Problem statement:
Retrieve each line that contains the word "tickets" from the entries below.

Source data:
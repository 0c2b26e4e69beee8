pub mod media;
pub mod storage;
pub mod utils;
pub mod entities;
pub mod use_cases;
use chrono::{DateTime, Utc};
use once_cell::sync::Lazy;

use crate::domain::entities::card::Card;

pub static START_TIME: Lazy<DateTime<Utc>> = Lazy::new(Utc::now);

pub const SNAPSHOT_FILE_NAME: &str = "cards.json";

/// Collection the dashboard starts from when no snapshot exists yet.
/// Kept in the exact wire format so an export can be pasted back here.
pub const SEED_CARDS_JSON: &str = r#"[
  {
    "id": "1773857124000",
    "title": "FC Barcelona home match",
    "description": "League game during the trip. Gates open 90 minutes before kickoff, bring the printed tickets and passports for the name check.",
    "category": "EVENTS",
    "imageUrl": "https://picsum.photos/seed/campnou/800/600",
    "link": "https://www.fcbarcelona.com/en/tickets",
    "dateAdded": 1773857124000,
    "location": "Spotify Camp Nou",
    "date": "2026-04-18",
    "time": "18:30",
    "address": "C. d'Aristides Maillol, 12, 08028 Barcelona",
    "price": "45"
  },
  {
    "id": "1773783611000",
    "title": "Opium Barcelona",
    "description": "Beachfront club on Barceloneta. Guest list closes at midnight, dress code enforced at the door.",
    "category": "NIGHTLIFE",
    "imageUrl": "https://picsum.photos/seed/opium/800/600",
    "link": "https://opiumbarcelona.com",
    "dateAdded": 1773783611000
  },
  {
    "id": "1773663345000",
    "title": "La Boqueria Market",
    "description": "Covered market just off La Rambla. Go before noon for the fruit stalls and the tapas bars at the back.",
    "category": "FOOD",
    "imageUrl": "https://picsum.photos/seed/boqueria/800/600",
    "link": "https://www.boqueria.barcelona",
    "dateAdded": 1773663345000
  },
  {
    "id": "1773568953000",
    "title": "Park Guell",
    "description": "Gaudi's mosaic park above Gracia. The monumental zone needs a timed ticket, the free part of the park does not.",
    "category": "SIGHTS",
    "imageUrl": "https://picsum.photos/seed/parkguell/800/600",
    "link": "https://parkguell.barcelona",
    "dateAdded": 1773568953000
  },
  {
    "id": "1773480600000",
    "title": "Sagrada Familia",
    "description": "Book the earliest morning slot to beat the queues. Tower access is a separate ticket, the east towers catch the sunrise light.",
    "category": "SIGHTS",
    "imageUrl": "https://picsum.photos/seed/sagrada/800/600",
    "link": "https://sagradafamilia.org",
    "dateAdded": 1773480600000
  },
  {
    "id": "1773305110000",
    "title": "Getting around: T-casual",
    "description": "The T-casual card gives 10 metro or bus rides and is per person, it cannot be shared. Buy it at any metro vending machine. The airport metro (L9 Sud) is excluded, that ride needs a separate airport ticket or the Aerobus.",
    "category": "INFO",
    "dateAdded": 1773305110000
  }
]"#;

pub fn seed_cards() -> Vec<Card> {
    serde_json::from_str(SEED_CARDS_JSON).unwrap_or_else(|e| {
        tracing::error!("Built-in seed collection failed to parse: {}", e);
        Vec::new()
    })
}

Exercise answer:
    "description": "League game during the trip. Gates open 90 minutes before kickoff, bring the printed tickets and passports for the name check.",
    "link": "https://www.fcbarcelona.com/en/tickets",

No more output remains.